_WORK REQUEST_
Lines with the word "Append" are the answer; copy each of them from the data below.

_RECORDED DATA_
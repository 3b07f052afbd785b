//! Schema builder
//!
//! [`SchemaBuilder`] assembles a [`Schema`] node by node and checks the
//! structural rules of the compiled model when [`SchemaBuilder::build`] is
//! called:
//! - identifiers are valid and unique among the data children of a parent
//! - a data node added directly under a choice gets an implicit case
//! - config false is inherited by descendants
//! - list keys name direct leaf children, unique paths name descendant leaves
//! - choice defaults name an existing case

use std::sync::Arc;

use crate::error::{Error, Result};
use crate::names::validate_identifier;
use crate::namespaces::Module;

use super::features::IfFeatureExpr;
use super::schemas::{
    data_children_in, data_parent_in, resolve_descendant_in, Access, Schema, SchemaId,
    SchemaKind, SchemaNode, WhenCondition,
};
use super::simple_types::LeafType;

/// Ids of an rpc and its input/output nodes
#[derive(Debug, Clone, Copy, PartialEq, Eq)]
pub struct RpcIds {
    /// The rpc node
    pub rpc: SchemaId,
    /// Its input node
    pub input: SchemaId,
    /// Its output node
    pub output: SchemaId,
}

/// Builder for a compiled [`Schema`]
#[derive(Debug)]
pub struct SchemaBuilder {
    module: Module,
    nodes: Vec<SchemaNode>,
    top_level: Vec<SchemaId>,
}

==

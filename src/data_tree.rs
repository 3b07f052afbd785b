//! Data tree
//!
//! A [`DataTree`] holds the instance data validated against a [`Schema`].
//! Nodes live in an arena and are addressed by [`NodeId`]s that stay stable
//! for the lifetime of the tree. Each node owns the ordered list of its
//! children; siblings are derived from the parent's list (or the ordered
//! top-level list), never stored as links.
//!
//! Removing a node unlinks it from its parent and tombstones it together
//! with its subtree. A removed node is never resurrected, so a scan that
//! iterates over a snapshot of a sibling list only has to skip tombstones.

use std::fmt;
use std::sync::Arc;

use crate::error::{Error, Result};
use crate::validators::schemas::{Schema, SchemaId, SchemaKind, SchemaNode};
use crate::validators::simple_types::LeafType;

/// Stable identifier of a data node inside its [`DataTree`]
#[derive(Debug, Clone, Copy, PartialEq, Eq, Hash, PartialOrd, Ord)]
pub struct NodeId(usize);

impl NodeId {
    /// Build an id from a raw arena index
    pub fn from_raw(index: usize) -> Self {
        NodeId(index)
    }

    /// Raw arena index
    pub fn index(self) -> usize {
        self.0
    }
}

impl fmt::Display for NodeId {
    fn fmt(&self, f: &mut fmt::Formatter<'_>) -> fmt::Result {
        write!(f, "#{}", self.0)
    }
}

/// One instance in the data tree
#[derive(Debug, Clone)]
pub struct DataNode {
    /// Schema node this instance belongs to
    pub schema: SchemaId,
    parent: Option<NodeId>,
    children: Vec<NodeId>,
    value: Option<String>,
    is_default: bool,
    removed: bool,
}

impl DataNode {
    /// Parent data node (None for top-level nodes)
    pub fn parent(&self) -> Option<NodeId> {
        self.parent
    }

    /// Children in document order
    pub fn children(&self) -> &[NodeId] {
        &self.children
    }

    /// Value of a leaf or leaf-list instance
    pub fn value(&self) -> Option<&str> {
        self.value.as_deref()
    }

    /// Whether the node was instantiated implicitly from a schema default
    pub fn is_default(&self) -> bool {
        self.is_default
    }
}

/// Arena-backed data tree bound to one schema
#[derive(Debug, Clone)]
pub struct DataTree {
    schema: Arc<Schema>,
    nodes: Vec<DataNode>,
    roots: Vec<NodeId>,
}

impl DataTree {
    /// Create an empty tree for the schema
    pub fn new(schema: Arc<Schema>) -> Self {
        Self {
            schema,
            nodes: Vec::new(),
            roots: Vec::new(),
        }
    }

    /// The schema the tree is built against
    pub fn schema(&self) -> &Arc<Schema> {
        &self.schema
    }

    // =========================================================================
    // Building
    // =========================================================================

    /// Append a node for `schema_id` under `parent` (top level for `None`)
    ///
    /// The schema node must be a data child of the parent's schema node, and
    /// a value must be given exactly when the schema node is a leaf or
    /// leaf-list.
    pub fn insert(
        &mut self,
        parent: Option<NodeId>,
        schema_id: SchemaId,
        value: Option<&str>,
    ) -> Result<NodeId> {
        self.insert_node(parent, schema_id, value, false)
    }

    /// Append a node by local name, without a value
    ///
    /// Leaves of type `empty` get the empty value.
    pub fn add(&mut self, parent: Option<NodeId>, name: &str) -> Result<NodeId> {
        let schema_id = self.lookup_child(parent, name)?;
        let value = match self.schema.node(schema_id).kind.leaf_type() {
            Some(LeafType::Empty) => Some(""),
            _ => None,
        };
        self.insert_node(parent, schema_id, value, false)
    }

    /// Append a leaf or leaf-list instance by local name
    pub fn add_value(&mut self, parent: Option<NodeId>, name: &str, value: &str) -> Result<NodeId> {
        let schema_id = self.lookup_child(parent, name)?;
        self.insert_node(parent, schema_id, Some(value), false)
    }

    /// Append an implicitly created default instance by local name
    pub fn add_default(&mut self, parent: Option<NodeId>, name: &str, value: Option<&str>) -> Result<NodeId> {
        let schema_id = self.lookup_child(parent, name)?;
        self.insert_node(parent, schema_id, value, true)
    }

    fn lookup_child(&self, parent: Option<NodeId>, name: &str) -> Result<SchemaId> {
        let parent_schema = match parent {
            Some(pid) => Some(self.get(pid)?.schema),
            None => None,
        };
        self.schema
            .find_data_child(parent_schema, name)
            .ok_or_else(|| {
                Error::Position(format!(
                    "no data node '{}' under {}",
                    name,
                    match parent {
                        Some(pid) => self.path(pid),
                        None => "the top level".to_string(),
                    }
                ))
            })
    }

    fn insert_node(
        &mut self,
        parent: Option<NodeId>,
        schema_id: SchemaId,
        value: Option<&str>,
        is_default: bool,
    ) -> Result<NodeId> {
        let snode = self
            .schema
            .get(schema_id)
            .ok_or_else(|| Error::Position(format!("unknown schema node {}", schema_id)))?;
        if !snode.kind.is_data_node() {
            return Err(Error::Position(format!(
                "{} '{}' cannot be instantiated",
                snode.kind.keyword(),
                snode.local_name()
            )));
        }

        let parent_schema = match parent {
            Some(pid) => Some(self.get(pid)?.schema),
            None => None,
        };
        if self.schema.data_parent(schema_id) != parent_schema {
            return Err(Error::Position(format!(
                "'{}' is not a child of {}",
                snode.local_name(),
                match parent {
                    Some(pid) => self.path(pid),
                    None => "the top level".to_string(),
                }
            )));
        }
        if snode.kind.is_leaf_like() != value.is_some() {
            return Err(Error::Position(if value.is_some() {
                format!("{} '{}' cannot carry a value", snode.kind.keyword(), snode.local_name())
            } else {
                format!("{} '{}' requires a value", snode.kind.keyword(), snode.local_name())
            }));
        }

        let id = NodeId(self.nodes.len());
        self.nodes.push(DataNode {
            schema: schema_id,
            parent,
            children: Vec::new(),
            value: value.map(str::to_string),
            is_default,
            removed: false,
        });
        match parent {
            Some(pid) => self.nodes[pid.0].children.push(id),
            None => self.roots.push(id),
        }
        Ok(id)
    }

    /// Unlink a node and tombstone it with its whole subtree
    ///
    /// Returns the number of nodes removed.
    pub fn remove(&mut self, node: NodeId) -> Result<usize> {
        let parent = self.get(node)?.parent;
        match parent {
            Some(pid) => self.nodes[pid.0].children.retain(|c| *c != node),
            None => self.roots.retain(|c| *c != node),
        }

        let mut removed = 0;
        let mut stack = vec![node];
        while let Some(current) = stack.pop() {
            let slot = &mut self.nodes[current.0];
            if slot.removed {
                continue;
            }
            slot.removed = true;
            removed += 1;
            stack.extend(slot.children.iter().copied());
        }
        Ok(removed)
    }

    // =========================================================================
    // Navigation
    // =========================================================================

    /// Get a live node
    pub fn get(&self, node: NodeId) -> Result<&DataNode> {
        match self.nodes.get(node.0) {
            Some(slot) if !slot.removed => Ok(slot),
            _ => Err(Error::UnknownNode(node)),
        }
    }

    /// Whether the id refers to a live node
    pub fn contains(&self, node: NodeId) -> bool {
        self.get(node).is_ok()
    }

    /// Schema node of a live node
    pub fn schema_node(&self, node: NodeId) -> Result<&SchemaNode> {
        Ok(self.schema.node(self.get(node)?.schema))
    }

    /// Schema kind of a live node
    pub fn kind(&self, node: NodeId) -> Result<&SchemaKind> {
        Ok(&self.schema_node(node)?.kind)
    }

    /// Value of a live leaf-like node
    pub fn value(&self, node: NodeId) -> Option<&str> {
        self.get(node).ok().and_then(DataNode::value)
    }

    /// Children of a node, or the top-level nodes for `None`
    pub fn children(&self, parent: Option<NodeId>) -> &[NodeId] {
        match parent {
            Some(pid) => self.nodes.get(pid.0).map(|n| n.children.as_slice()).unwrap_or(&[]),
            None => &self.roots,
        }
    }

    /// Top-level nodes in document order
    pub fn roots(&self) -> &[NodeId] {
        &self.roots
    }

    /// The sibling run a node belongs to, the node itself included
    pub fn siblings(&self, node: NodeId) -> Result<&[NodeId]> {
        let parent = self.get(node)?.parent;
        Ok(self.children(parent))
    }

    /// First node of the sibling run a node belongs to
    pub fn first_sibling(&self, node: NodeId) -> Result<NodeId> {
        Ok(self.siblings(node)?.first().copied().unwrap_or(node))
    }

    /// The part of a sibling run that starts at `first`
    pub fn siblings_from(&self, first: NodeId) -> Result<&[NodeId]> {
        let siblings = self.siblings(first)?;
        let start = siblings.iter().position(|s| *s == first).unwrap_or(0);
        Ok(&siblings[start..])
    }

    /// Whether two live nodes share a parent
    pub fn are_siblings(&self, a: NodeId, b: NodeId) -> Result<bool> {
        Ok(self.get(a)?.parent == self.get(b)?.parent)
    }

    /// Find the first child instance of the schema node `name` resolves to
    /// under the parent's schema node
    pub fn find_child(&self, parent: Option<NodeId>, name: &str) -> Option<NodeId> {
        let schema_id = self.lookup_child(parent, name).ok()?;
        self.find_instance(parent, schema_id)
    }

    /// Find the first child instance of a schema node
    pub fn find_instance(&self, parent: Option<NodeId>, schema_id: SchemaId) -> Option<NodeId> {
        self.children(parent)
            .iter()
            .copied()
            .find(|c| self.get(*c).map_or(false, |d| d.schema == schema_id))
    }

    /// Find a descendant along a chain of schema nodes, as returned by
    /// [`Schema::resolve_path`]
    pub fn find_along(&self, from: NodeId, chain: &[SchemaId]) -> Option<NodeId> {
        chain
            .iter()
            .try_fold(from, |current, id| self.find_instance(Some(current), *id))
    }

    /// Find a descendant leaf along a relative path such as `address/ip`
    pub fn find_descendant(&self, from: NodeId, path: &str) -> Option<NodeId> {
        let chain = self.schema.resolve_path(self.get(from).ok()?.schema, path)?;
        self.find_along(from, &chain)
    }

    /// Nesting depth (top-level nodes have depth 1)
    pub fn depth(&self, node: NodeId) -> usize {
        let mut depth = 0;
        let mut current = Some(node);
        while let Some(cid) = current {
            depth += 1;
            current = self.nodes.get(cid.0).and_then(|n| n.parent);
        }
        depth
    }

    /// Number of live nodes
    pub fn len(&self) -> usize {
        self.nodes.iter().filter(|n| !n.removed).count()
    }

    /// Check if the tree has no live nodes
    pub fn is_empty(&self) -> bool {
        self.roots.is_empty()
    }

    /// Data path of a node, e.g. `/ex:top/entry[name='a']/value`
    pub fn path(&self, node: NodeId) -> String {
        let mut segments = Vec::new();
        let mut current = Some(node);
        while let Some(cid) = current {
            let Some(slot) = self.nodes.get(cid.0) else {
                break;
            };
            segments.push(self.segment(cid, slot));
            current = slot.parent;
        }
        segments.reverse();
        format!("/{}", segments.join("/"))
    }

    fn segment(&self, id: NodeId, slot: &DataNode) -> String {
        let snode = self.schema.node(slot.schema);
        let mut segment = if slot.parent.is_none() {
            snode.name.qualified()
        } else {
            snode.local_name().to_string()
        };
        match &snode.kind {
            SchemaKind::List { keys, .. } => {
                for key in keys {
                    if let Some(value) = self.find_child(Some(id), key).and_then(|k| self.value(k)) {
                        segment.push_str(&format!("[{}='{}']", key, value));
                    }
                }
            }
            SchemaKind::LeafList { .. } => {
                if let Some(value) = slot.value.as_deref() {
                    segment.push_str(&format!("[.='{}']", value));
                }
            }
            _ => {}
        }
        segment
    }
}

---

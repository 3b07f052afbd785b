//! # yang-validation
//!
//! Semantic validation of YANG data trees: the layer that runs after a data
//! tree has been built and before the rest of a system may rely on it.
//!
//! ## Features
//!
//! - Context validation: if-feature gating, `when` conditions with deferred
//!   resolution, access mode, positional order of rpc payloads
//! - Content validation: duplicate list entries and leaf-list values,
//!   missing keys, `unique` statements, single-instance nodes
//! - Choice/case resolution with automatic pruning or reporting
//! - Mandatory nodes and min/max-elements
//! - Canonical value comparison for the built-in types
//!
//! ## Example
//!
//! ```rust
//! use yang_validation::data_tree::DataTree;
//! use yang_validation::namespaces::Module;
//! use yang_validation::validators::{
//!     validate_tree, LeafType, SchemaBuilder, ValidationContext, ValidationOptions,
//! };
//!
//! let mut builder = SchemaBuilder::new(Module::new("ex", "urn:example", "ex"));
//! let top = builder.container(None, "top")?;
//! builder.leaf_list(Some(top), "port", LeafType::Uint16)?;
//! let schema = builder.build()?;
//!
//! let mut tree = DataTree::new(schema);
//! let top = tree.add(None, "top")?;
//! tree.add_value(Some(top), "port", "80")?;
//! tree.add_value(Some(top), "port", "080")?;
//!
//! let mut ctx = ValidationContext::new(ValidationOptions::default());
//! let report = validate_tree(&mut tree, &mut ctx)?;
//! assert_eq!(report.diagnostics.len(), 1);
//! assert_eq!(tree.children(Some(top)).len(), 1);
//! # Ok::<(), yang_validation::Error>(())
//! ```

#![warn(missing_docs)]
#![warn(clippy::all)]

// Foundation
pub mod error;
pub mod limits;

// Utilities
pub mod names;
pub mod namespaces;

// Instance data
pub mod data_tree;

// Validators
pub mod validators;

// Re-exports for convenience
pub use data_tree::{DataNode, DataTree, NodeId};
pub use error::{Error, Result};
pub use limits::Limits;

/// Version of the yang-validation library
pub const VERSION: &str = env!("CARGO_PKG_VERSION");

_RESPONSE TO THE EXERCISE_
    /// Append a node for `schema_id` under `parent` (top level for `None`)
    /// Append a node by local name, without a value
    /// Append a leaf or leaf-list instance by local name
    /// Append an implicitly created default instance by local name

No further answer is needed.